The participant engagement in both events (in 2015 and 2016) was superb with many posters being presented as well as many presenters engaging with the posters all over twitter and using the hashtag #RSCAnalyticalPoster.

What kind of research is your group currently involved in?

The group is set up basically as an experiment, with different projects focusing on developing each part. There are projects working on sample preparation via microfluidics, and analysis-be it spectroscopy or spectrometry-followed by data analysis. We are working on developing methodologies for the detection and identification of diseases.

Your work has been published a lot (about 53 articles and 18 classified reports) and you have given 54 presentations at national and international conferences. How do you balance working on new or cutting-edge research and the demands of teaching, supervising PhD students, as well as giving lectures and writing papers to share with your peers?

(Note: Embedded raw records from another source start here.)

// src/core/commands/cache/cache_bypass.rs

//! Implements the `CACHE.BYPASS` command, which fetches content directly from an
//! origin without reading from or writing to the cache.

use crate::core::commands::cache::cache_fetch::{CacheFetch, FetchOutcome};
use crate::core::commands::command_spec::CommandSpec;
use crate::core::commands::command_trait::{
    CommandFlags, ExecutableCommand, ParseCommand, WriteOutcome,
};
use crate::core::commands::helpers::{extract_bytes, extract_string};
use crate::core::database::ExecutionContext;
use crate::core::protocol::RespFrame;
use crate::core::{RespValue, SpinelDBError};
use async_trait::async_trait;
use bytes::Bytes;
use url::Url;

/// Represents the `CACHE.BYPASS` command.
#[derive(Debug, Clone, Default)]
pub struct CacheBypass {
    pub key: Bytes,
    pub url: String,
}

impl ParseCommand for CacheBypass {
    /// Parses the command arguments from the RESP frame.
    fn parse(args: &[RespFrame]) -> Result<Self, SpinelDBError> {
        if args.len() != 2 {
            return Err(SpinelDBError::WrongArgumentCount(
                "CACHE.BYPASS".to_string(),
            ));
        }
        Ok(CacheBypass {
            key: extract_bytes(&args[0])?,
            url: extract_string(&args[1])?,
        })
    }
}

#[async_trait]
impl ExecutableCommand for CacheBypass {
    /// Executes the `CACHE.BYPASS` command.
    async fn execute<'a>(
        &self,
        ctx: &mut ExecutionContext<'a>,
    ) -> Result<(RespValue, WriteOutcome), SpinelDBError> {
        // DNS Rebinding Fix: Pre-resolve URL and pass IP to fetcher.
        let (allowed_domains, allow_private) = {
            let config = ctx.state.config.lock().await;
            (
                config.security.allowed_fetch_domains.clone(),
                config.security.allow_private_fetch_ips,
            )
        };
        let resolved_ips = crate::core::commands::helpers::validate_fetch_url(
            &self.url,
            &allowed_domains,
            allow_private,
        )
        .await?;
        let target_ip = resolved_ips.first().cloned().ok_or_else(|| {
            SpinelDBError::Internal("Validated URL did not return any IP addresses".to_string())
        })?;
        let url_parsed = Url::parse(&self.url)
            .map_err(|e| SpinelDBError::InvalidRequest(format!("Invalid URL: {e}")))?;
        let domain = url_parsed.host_str().unwrap_or("").to_string();

        // Construct a `CacheFetch` command to delegate the origin fetch logic.
        let fetch_cmd = CacheFetch {
            key: self.key.clone(),
            url: self.url.clone(),
            ..Default::default()
        };

        // Call the fetch logic with the `bypass_store` flag set to true.
        let (outcome, _) = fetch_cmd
            .fetch_from_origin(&ctx.state, true, target_ip, domain)
            .await?;

        // Convert the fetch outcome into a single byte buffer for the client.
        let body_bytes = match outcome {
            FetchOutcome::InMemory(bytes) => bytes,
            FetchOutcome::OnDisk { path, .. } => tokio::fs::read(&path).await?.into(),
            FetchOutcome::Negative { status, body } => {
                // If the bypassed fetch resulted in an error, propagate it to the client.
                return Err(SpinelDBError::InvalidState(format!(
                    "Origin responded with status {status}: {}",
                    String::from_utf8_lossy(&body.unwrap_or_default())
                )));
            }
        };

        Ok((RespValue::BulkString(body_bytes), WriteOutcome::DidNotWrite))
    }
}

impl CommandSpec for CacheBypass {
    fn name(&self) -> &'static str {
        "cache.bypass"
    }
    fn arity(&self) -> i64 {
        3
    }
    fn flags(&self) -> CommandFlags {
        CommandFlags::READONLY | CommandFlags::NO_PROPAGATE | CommandFlags::MOVABLEKEYS
    }
    fn first_key(&self) -> i64 {
        1
    }
    fn last_key(&self) -> i64 {
        1
    }
    fn step(&self) -> i64 {
        1
    }
    fn get_keys(&self) -> Vec<Bytes> {
        vec![self.key.clone()]
    }
    fn to_resp_args(&self) -> Vec<Bytes> {
        vec![self.key.clone(), self.url.clone().into()]
    }
}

It is very much a team effort. I work with great collaborators across the world, inspiring students, and excellent postdocs. Overall, I describe academia as a lifestyle as opposed to a job, and it is one I truly enjoy. It isn’t hard to keep a lot of enthusiasm and ambition when you are working with enthusiastic and engaged undergraduate and postgraduate students.

What do you plan to focus on next? Is there one big problem in molecular spectroscopy that you really want to tackle?

My major focus is the translation of spectroscopy to the clinic and as such I want to move forward with appropriate clinical trials to prove the spectroscopic technology and get it to patients to be used in every day clinical practice and actually make an impact in the real world.

 

References

 

  • K. Yek, S. Kenkel, J.N. Liu, and R. Bhargava, Anal. Chem.87, 485–493 (2014).

  • C. Hughes, G. Clemens, B. Bird, T. Dawson, K.M. Ashton, M.D. Jenkinson, A. Brodbelt, M. Weida, E. Fotheringham, M. Barre, J. Rowlette, and M.J. Baker, Scientific Reports6, Article Number 20173 (2016).

  • M.J. Baker, M.R. Gravett, F.B. Hopkins, D.G. Cerys Rees, J.R. Riches, A.J. Self, A.J. Webb, and C.M. Timperley, OPCW Today 3(1), 27–36 (2014).

  • M.R. Gravett, F.B. Hopkins, A.J. Self, A. Webb, C.M. Timperley, and M.J. Baker, Proceedings of the Royal Society A  470 (20140076).

  • M.R. Gravett, F.B. Hopkins, M.J. Main, A.J. Self, C.M. Timperley, A.J. Webb, and M.J.Baker, Analytical Methods 5, 50–53 (2013).